My flatmate George, smoking on the balcony as usual, asks me if I’d like to go with him to visit Dolmabahçe Sarayı, the palace of the Ottoman Empire. George is a rather sad man, and although we’ve talked a lot of broken English in the apartment, we’ve not gone out and done anything together. I say yes, then hop in the shower. When I come out of the bathroom, George is disappearing through the front door, and gives me a vague wink.
Assuming he has just gone out to get cigarettes, I wait. I think about having another cup of coffee. I talk to Zubeyir about the neuroscience conference he’s planning, and about how I’m starting to be bothered by George’s incessant smoking. Zubeyir suggests I move to the front room. I relay my belongings to the larger room that faces the street and a a view looking west over the city — a move that takes only ten minutes, given my nomadic state of living.
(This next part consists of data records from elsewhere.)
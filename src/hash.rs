use hmac::{Mac as _, digest::OutputSizeUser};
use std::{fmt, str::FromStr};
use typenum::Unsigned as _;

use super::Error;

/// The keyed hash underlying both halves of HKDF.
///
/// Anything that can compute a fixed-length MAC over an arbitrary key and message can drive the
/// key derivation.  The crate ships HMAC over SHA-1 and the SHA-2 family; [`Algorithm`] lets you
/// pick one of those at runtime.
///
/// Implementations must be stateless between calls: the same `(key, message)` always yields the
/// same `digest_size()` bytes.
pub trait HashFunction {
	/// A human-readable name, used in log output.
	fn name(&self) -> &'static str;

	/// The number of bytes every call to [`mac`](HashFunction::mac) returns.
	fn digest_size(&self) -> usize;

	/// Compute `MAC(key, message)`.
	///
	/// # Errors
	///
	/// Returns [`Error::Primitive`] if the underlying primitive cannot process its input.
	fn mac(&self, key: &[u8], message: &[u8]) -> Result<Vec<u8>, Error>;
}

impl<H: HashFunction + ?Sized> HashFunction for &H {
	fn name(&self) -> &'static str {
		(**self).name()
	}

	fn digest_size(&self) -> usize {
		(**self).digest_size()
	}

	fn mac(&self, key: &[u8], message: &[u8]) -> Result<Vec<u8>, Error> {
		(**self).mac(key, message)
	}
}

macro_rules! hmac_hash {
	($(#[$meta:meta])* $name:ident, $digest:ty, $label:literal) => {
		$(#[$meta])*
		#[derive(Clone, Copy, Debug, Default, PartialEq, Eq, Hash)]
		pub struct $name;

		impl HashFunction for $name {
			fn name(&self) -> &'static str {
				$label
			}

			fn digest_size(&self) -> usize {
				<<$digest as OutputSizeUser>::OutputSize>::USIZE
			}

			fn mac(&self, key: &[u8], message: &[u8]) -> Result<Vec<u8>, Error> {
				let mut mac = hmac::Hmac::<$digest>::new_from_slice(key)
					.map_err(|e| Error::primitive(format!("HMAC-{}: {e}", $label)))?;
				mac.update(message);

				Ok(mac.finalize().into_bytes().to_vec())
			}
		}
	};
}

hmac_hash!(
	/// HMAC-SHA-1.  Only here for compatibility with protocols that still specify it.
	Sha1,
	sha1::Sha1,
	"SHA-1"
);
hmac_hash!(
	/// HMAC-SHA-256.
	Sha256,
	sha2::Sha256,
	"SHA-256"
);
hmac_hash!(
	/// HMAC-SHA-384.
	Sha384,
	sha2::Sha384,
	"SHA-384"
);
hmac_hash!(
	/// HMAC-SHA-512, the default for [`Hkdf`](super::Hkdf).
	Sha512,
	sha2::Sha512,
	"SHA-512"
);

/// A hash function chosen at runtime, for when the choice comes from configuration or the wire.
///
/// ```rust
/// # use hkdf_engine::{Algorithm, Error, HashFunction};
/// # fn main() -> Result<(), Error> {
/// let hash: Algorithm = "sha256".parse()?;
///
/// assert_eq!(Algorithm::Sha256, hash);
/// assert_eq!(32, hash.digest_size());
/// assert_eq!("SHA-256", hash.to_string());
/// # Ok(())
/// # }
/// ```
#[derive(Clone, Copy, Debug, Default, PartialEq, Eq, Hash)]
#[non_exhaustive]
pub enum Algorithm {
	Sha1,
	Sha256,
	Sha384,
	#[default]
	Sha512,
}

impl Algorithm {
	fn hash(self) -> &'static dyn HashFunction {
		match self {
			Self::Sha1 => &Sha1,
			Self::Sha256 => &Sha256,
			Self::Sha384 => &Sha384,
			Self::Sha512 => &Sha512,
		}
	}
}

impl HashFunction for Algorithm {
	fn name(&self) -> &'static str {
		self.hash().name()
	}

	fn digest_size(&self) -> usize {
		self.hash().digest_size()
	}

	fn mac(&self, key: &[u8], message: &[u8]) -> Result<Vec<u8>, Error> {
		self.hash().mac(key, message)
	}
}

impl fmt::Display for Algorithm {
	fn fmt(&self, f: &mut fmt::Formatter<'_>) -> fmt::Result {
		f.write_str(self.name())
	}
}

impl FromStr for Algorithm {
	type Err = Error;

	fn from_str(s: &str) -> Result<Self, Self::Err> {
		match s.to_ascii_lowercase().replace('-', "").as_str() {
			"sha1" => Ok(Self::Sha1),
			"sha256" => Ok(Self::Sha256),
			"sha384" => Ok(Self::Sha384),
			"sha512" => Ok(Self::Sha512),
			_ => Err(Error::unknown_algorithm(s)),
		}
	}
}

/// The most output keying material a single expansion can produce with `hash`.
pub fn max_output_length<H: HashFunction + ?Sized>(hash: &H) -> usize {
	hash.digest_size() * 255
}
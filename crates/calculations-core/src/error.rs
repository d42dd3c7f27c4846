/// Errors returned by the sum operations
///
/// `Canceled` is kept apart from `Worker` so callers can tell a requested stop
/// from a computation that failed on its own.
#[derive(Debug, Clone, PartialEq, Eq, thiserror::Error)]
pub enum SumError {
    /// The upper bound must be at least 1
    #[error("n must be greater than zero, got {n}")]
    InvalidArgument { n: i32 },

    #[error("Operation has been canceled")]
    Canceled,

    /// The background worker did not run to completion (panicking sink, runtime shutdown)
    #[error("sum worker failed: {0}")]
    Worker(String),
}

impl From<tokio::task::JoinError> for SumError {
    fn from(e: tokio::task::JoinError) -> Self {
        SumError::Worker(e.to_string())
    }
}
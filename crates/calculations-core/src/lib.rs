//! # Calculations Core
//!
//! Sum of the integers `1..=n`, computed two ways:
//!
//! - [`calculate_sum`]: closed form on the caller's thread
//! - [`calculate_sum_async`]: iterative loop on tokio's blocking pool, polling a
//!   [`CancellationToken`] every iteration and optionally reporting a
//!   [`Progress`] snapshot after each step
//!
//! Both reject `n <= 0` with [`SumError::InvalidArgument`] before doing any
//! work. A canceled background run ends in [`SumError::Canceled`] and never
//! returns a partial sum.
//!
//! ## Usage
//!
//! ```rust
//! use calculations_core::{calculate_sum, calculate_sum_async, CancellationToken, SumError};
//! use tokio::sync::mpsc;
//!
//! # #[tokio::main]
//! # async fn main() -> Result<(), SumError> {
//! assert_eq!(calculate_sum(5)?, 15);
//!
//! let token = CancellationToken::new();
//! let (tx, mut rx) = mpsc::unbounded_channel();
//!
//! let total = calculate_sum_async(10, &token, Some(Box::new(tx))).await?;
//! assert_eq!(total, 55);
//!
//! let mut last = None;
//! while let Some(progress) = rx.recv().await {
//!     last = Some(progress);
//! }
//! assert_eq!(last.map(|p| (p.index, p.sum)), Some((10, 55)));
//! # Ok(())
//! # }
//! ```

mod cancellation;
mod error;
mod progress;
mod sum;

pub use error::SumError;
pub use progress::{Progress, ProgressSink};
pub use sum::{calculate_sum, calculate_sum_async};

// Re-export CancellationToken for convenience
pub use tokio_util::sync::CancellationToken;
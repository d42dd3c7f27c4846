use calculations::prelude::*;
use std::sync::{Arc, Mutex};

#[test]
fn test_closed_form_scenarios() {
    assert_eq!(calculate_sum(5).unwrap(), 15);
    assert_eq!(calculate_sum(1).unwrap(), 1);
    assert_eq!(calculate_sum(0), Err(SumError::InvalidArgument { n: 0 }));
    assert_eq!(calculate_sum(-3), Err(SumError::InvalidArgument { n: -3 }));
}

#[tokio::test]
async fn test_background_sum_with_progress() {
    let token = CancellationToken::new();

    let count = Arc::new(Mutex::new(0usize));
    let last = Arc::new(Mutex::new(None));
    let (count_clone, last_clone) = (count.clone(), last.clone());
    let sink: Box<dyn ProgressSink> = Box::new(move |p: Progress| {
        *count_clone.lock().unwrap() += 1;
        *last_clone.lock().unwrap() = Some(p);
    });

    let total = calculate_sum_async(100_000, &token, Some(sink))
        .await
        .unwrap();

    assert_eq!(total, 5_000_050_000);
    assert_eq!(total, calculate_sum(100_000).unwrap());
    assert_eq!(*count.lock().unwrap(), 100_000);
    assert_eq!(
        *last.lock().unwrap(),
        Some(Progress {
            index: 100_000,
            sum: 5_000_050_000
        })
    );
}

#[tokio::test]
async fn test_canceled_is_distinct_from_invalid_argument() {
    let token = CancellationToken::new();
    token.cancel();

    let canceled = calculate_sum_async(3, &token, None).await.unwrap_err();
    let invalid = calculate_sum_async(-1, &token, None).await.unwrap_err();

    assert_eq!(canceled, SumError::Canceled);
    assert_eq!(invalid, SumError::InvalidArgument { n: -1 });
    assert_ne!(canceled.to_string(), invalid.to_string());
}
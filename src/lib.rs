//! # Calculations
//!
//! Sum of the integers from 1 to n, either in closed form or as a cancellable
//! background loop that reports its progress.
//!
//! ## Quick Start
//!
//! ```rust
//! use calculations::prelude::*;
//!
//! #[tokio::main]
//! async fn main() -> Result<(), SumError> {
//!     // 1. Closed form, on the current thread
//!     assert_eq!(calculate_sum(100_000)?, 5_000_050_000);
//!
//!     // 2. Background loop with a cancellation token and a progress sink
//!     let token = CancellationToken::new();
//!     let sink: Box<dyn ProgressSink> = Box::new(|p: Progress| {
//!         if p.index % 50_000 == 0 {
//!             println!("{} / 100000 (sum so far: {})", p.index, p.sum);
//!         }
//!     });
//!
//!     let total = calculate_sum_async(100_000, &token, Some(sink)).await?;
//!     assert_eq!(total, 5_000_050_000);
//!
//!     Ok(())
//! }
//! ```
//!
//! ## Architecture
//!
//! - **Core** (`calculations-core`): the two sum functions, progress sinks and
//!   the cancellation poll point
//! - **CLI** (`sum-cli`): the `sum-calc` binary, configured from environment
//!   variables

/// Re-export of the core library
pub use calculations_core as calculator;

/// Convenient re-exports of commonly used types
pub mod prelude {
    pub use crate::calculator::{calculate_sum, calculate_sum_async};

    pub use crate::calculator::{Progress, ProgressSink};

    pub use crate::calculator::{CancellationToken, SumError};
}
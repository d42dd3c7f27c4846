use anyhow::{Context, Result};
use std::env;
use std::str::FromStr;
use std::time::Duration;
use tracing::Level;

/// Which of the two sum implementations to run
#[derive(Debug, Clone, Copy, Default, PartialEq, Eq)]
pub enum RunMode {
    /// Closed form on the main task
    Sync,
    /// Cancellable loop on the blocking pool, with progress logging
    #[default]
    Async,
}

impl FromStr for RunMode {
    type Err = ();

    fn from_str(s: &str) -> Result<Self, Self::Err> {
        match s.to_lowercase().as_str() {
            "sync" => Ok(Self::Sync),
            "async" => Ok(Self::Async),
            _ => Err(()),
        }
    }
}

/// Runner configuration, read from `SUM_*` environment variables
#[derive(Debug, Clone)]
pub struct RunConfig {
    pub n: i32,
    pub mode: RunMode,
    /// Log every k-th progress snapshot; 0 runs without a progress sink
    pub progress_interval: u32,
    /// Cancel the background run once this much time has passed
    pub timeout: Option<Duration>,
    pub log_level: Level,
}

impl RunConfig {
    pub fn from_env() -> Result<Self> {
        Self::from_lookup(|key| env::var(key).ok())
    }

    /// Builds the config from an arbitrary key lookup (the process environment in production)
    pub fn from_lookup<F>(lookup: F) -> Result<Self>
    where
        F: Fn(&str) -> Option<String>,
    {
        // Required: the upper bound itself. Range checks are left to the library.
        let n = lookup("SUM_N")
            .context("SUM_N is not set")?
            .trim()
            .parse::<i32>()
            .context("SUM_N must be a 32-bit integer")?;

        // "sync" or "async", default is RunMode's #[default] (Async)
        let mode: RunMode = lookup("SUM_MODE")
            .and_then(|s| s.parse().ok())
            .unwrap_or_default();

        let progress_interval = lookup("SUM_PROGRESS_INTERVAL")
            .and_then(|v| v.parse::<u32>().ok())
            .unwrap_or(10_000);

        let timeout = lookup("SUM_TIMEOUT_MS")
            .and_then(|v| v.parse::<u64>().ok())
            .map(Duration::from_millis);

        let log_level = lookup("SUM_LOG_LEVEL")
            .and_then(|s| s.parse::<Level>().ok())
            .unwrap_or(Level::INFO);

        Ok(Self {
            n,
            mode,
            progress_interval,
            timeout,
            log_level,
        })
    }
}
Finally I realize that George and I must have miscommunicated, and that he has gone to Dolmabahçe without me. I am back to my original unplanned day, although I soon remember two polar opposites of Istanbul experiences that call to me: rambling around Mısır Çarşısı, the old Egyptian spice market across the Galata Bridge in Eminönü, and visiting the Istanbul Modern, the contemporary art museum installed in an old warehouse that lies along the Bosphorus in the Tophane district.
I head down the hill on Sıraselviler Caddesi, the avenue just off the street where I live. I enjoy this descent to the sea: the Cihangir district always seems a buoyant and exuberant place, prosperous and active without being trendy and crowded. Enjoying their lunches on the sidewalk cafes, shopping for groceries, walking to catch a tram or a ferry, saying hello to each other — people are living their lives in a real neighborhood.
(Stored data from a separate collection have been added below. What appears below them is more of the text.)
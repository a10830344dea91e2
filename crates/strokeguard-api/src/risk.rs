//! Handlers for `/risk` endpoints: single-patient prediction and the
//! population listing.

use axum::{
  Json,
  extract::{Path, State},
};
use serde::Serialize;
use strokeguard_core::store::RecordStore;
use strokeguard_risk::{RISK_THRESHOLD, RiskLabel, explain::FeatureContribution};
use uuid::Uuid;

use crate::{AppState, auth::Authenticated, error::ApiError};

// ─── Single patient ──────────────────────────────────────────────────────────

#[derive(Debug, Serialize)]
pub struct PredictionResponse {
  pub patient_id:           Uuid,
  pub probability:          f64,
  pub risk:                 RiskLabel,
  pub context:              String,
  pub explanatory_features: Vec<FeatureContribution>,
  pub recommendations:      Vec<String>,
}

/// `GET /risk/patients/:id` — 404 when the patient does not exist or has no
/// visit history.
pub async fn predict<S>(
  State(state): State<AppState<S>>,
  _auth: Authenticated,
  Path(patient_id): Path<Uuid>,
) -> Result<Json<PredictionResponse>, ApiError>
where
  S: RecordStore + Clone + Send + Sync + 'static,
  S::Error: std::error::Error + Send + Sync + 'static,
{
  let patient = state
    .store
    .get_patient(patient_id)
    .await
    .map_err(ApiError::store)?
    .ok_or_else(|| ApiError::NotFound("patient not found".into()))?;

  let visit = state
    .store
    .latest_visit(patient_id)
    .await
    .map_err(ApiError::store)?
    .ok_or_else(|| ApiError::NotFound("patient has no visit history".into()))?;

  let assessment = state.scorer.assess(&patient, &visit);
  Ok(Json(PredictionResponse {
    patient_id,
    probability: assessment.probability,
    risk: assessment.risk,
    context: assessment.context,
    explanatory_features: assessment.explanatory_features,
    recommendations: assessment.recommendations,
  }))
}

// ─── Population listing ──────────────────────────────────────────────────────

#[derive(Debug, Serialize)]
pub struct RiskListEntry {
  pub patient_id:  Uuid,
  pub name:        String,
  pub probability: f64,
}

/// High risk sorted by probability descending, low risk ascending.
#[derive(Debug, Serialize)]
pub struct RiskListResponse {
  pub high_risk: Vec<RiskListEntry>,
  pub low_risk:  Vec<RiskListEntry>,
}

/// `GET /risk/patients` — scores every patient with at least one visit.
///
/// A sequential scan: fine at the clinic's scale of hundreds of patients,
/// would need chunking well beyond that. Patients whose scoring fails are
/// skipped, not fatal for the listing.
pub async fn list<S>(
  State(state): State<AppState<S>>,
  _auth: Authenticated,
) -> Result<Json<RiskListResponse>, ApiError>
where
  S: RecordStore + Clone + Send + Sync + 'static,
  S::Error: std::error::Error + Send + Sync + 'static,
{
  let patients = state.store.list_patients().await.map_err(ApiError::store)?;

  let mut high_risk = Vec::new();
  let mut low_risk = Vec::new();

  for patient in patients {
    let visit = match state.store.latest_visit(patient.patient_id).await {
      Ok(Some(visit)) => visit,
      Ok(None) => continue,
      Err(e) => {
        tracing::warn!(
          patient_id = %patient.patient_id,
          error = %e,
          "skipping patient in risk listing"
        );
        continue;
      }
    };

    let probability = state.scorer.probability(&patient, &visit);
    let entry = RiskListEntry {
      patient_id: patient.patient_id,
      name: patient.name,
      probability,
    };
    if probability >= RISK_THRESHOLD {
      high_risk.push(entry);
    } else {
      low_risk.push(entry);
    }
  }

  high_risk.sort_by(|a, b| {
    b.probability
      .partial_cmp(&a.probability)
      .unwrap_or(std::cmp::Ordering::Equal)
  });
  low_risk.sort_by(|a, b| {
    a.probability
      .partial_cmp(&b.probability)
      .unwrap_or(std::cmp::Ordering::Equal)
  });

  Ok(Json(RiskListResponse { high_risk, low_risk }))
}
Somehow I catch the eye of a big bearded man in a loud red shirt who is sitting along the fence of the hospital. He is a bit bedraggled, and has the aura of someone on the margins, a little too unstable to live amongst the normals. ‘Where you from?’ he asks. It’s the question I am asked by the touts in the tourist district of Sultanahmet, the question one learns to avoid or else be taken in by the parasites who prey on the blood of tourists.
But this is Cihangir, not Sultanahmet, and it is a radiant cloudless Tuesday, and I am looking for adventure. So I recite my usual response: ‘America… Oregon… Portland,’ and he says, ‘Oh yes, Yellowstone Park, caribou!’ Not wanting to debate geography, I tell him ‘Yes, close.'
It turns out that in the early 1970s, Mustafa had motorcycled around the US. He enumerated the places he and his Moto Guzzi had visited; it covered a large part of the country, certainly more than most Americans have seen of their own place. We speak the travelers’ litany of the names of places we both know. He tells me of the preacher he met in at a campground in New Jersey, of the Italian restaurant where he cooked, of cycling the winding roads of Nevada and Florida.
As I listen, I dread his reminiscences turning into regrets and wishes, urges to return to his carefree expatriate journey, to the old days. But his stories are just stories, his memories just memories, and this, his station on the hill, is where he is, a crazy monk, surrounded by a few belongings, laughing about the past.